Work request: Copy the lines below verbatim. Begin with the first and end with the line containing "pub static METRICS: Metrics = Metrics::new();".

[Collected data entries]
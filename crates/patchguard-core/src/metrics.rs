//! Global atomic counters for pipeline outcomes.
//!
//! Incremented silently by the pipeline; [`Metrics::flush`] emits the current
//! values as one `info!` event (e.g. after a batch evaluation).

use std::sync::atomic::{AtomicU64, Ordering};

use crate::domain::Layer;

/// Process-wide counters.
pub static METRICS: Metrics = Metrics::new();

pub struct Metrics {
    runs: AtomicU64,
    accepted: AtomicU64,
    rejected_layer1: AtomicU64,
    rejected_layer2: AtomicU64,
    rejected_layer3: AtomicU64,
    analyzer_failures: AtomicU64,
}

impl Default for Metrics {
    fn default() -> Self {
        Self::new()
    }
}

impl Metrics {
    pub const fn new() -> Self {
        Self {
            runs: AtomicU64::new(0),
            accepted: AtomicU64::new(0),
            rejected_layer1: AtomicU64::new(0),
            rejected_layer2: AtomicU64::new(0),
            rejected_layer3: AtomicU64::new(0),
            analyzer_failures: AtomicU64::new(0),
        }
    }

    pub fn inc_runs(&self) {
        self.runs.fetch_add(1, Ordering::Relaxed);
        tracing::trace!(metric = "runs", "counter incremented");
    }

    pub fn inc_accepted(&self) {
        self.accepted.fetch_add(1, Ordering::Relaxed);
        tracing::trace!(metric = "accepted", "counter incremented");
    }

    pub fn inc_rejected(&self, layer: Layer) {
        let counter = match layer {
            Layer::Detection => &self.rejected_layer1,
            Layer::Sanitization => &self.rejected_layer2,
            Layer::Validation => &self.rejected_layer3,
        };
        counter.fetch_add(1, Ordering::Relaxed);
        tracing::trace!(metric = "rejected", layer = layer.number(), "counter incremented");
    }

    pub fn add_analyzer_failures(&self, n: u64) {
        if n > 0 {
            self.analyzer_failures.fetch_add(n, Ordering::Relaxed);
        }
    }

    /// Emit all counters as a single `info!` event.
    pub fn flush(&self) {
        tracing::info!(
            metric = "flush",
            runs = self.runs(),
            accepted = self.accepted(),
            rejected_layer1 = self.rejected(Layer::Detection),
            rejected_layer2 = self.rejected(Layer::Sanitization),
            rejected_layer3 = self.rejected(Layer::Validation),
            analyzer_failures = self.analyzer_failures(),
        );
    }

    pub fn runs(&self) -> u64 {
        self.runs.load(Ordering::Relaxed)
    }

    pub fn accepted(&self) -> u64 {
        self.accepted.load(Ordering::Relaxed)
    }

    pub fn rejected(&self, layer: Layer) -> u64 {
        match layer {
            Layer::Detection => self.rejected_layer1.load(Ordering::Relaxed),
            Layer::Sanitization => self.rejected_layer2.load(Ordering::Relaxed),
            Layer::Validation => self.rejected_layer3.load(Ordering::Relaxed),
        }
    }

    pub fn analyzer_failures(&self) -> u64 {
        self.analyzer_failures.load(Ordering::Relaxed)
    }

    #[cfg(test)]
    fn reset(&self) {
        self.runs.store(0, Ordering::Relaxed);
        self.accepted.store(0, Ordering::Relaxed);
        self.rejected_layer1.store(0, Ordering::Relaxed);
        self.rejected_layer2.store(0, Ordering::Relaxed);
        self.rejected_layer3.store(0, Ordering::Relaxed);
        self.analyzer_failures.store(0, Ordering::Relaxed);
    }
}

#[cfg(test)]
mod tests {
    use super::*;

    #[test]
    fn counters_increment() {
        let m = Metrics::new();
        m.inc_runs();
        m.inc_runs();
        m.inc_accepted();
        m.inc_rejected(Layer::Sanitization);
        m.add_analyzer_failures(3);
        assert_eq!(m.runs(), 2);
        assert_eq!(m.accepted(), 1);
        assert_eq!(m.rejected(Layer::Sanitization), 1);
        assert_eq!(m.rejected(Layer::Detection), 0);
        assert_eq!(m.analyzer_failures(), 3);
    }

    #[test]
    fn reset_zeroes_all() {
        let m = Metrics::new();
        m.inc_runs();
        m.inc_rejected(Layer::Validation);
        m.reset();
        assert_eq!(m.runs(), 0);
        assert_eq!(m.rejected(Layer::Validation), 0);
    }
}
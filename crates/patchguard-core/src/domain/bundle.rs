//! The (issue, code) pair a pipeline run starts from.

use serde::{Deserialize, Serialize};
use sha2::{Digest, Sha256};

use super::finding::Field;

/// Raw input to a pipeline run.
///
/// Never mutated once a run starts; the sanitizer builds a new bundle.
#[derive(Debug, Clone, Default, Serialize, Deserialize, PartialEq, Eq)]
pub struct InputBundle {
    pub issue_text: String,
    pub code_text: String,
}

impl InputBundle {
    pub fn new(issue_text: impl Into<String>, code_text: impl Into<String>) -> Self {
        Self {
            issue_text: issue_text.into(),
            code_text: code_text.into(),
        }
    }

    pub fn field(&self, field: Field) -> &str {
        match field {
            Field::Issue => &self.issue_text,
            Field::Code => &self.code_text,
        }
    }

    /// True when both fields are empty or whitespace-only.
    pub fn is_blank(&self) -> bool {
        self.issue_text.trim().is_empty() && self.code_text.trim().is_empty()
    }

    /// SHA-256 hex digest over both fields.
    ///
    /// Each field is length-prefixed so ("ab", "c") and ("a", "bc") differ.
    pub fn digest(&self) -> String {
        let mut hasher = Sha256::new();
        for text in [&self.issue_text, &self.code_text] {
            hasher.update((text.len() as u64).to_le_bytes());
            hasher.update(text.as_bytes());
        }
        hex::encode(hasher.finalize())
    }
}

Solution to this problem:
filename crates/patchguard-core/src/metrics.rs
//! Global atomic counters for pipeline outcomes.
//!
//! Incremented silently by the pipeline; [`Metrics::flush`] emits the current
//! values as one `info!` event (e.g. after a batch evaluation).

use std::sync::atomic::{AtomicU64, Ordering};

use crate::domain::Layer;

/// Process-wide counters.
pub static METRICS: Metrics = Metrics::new();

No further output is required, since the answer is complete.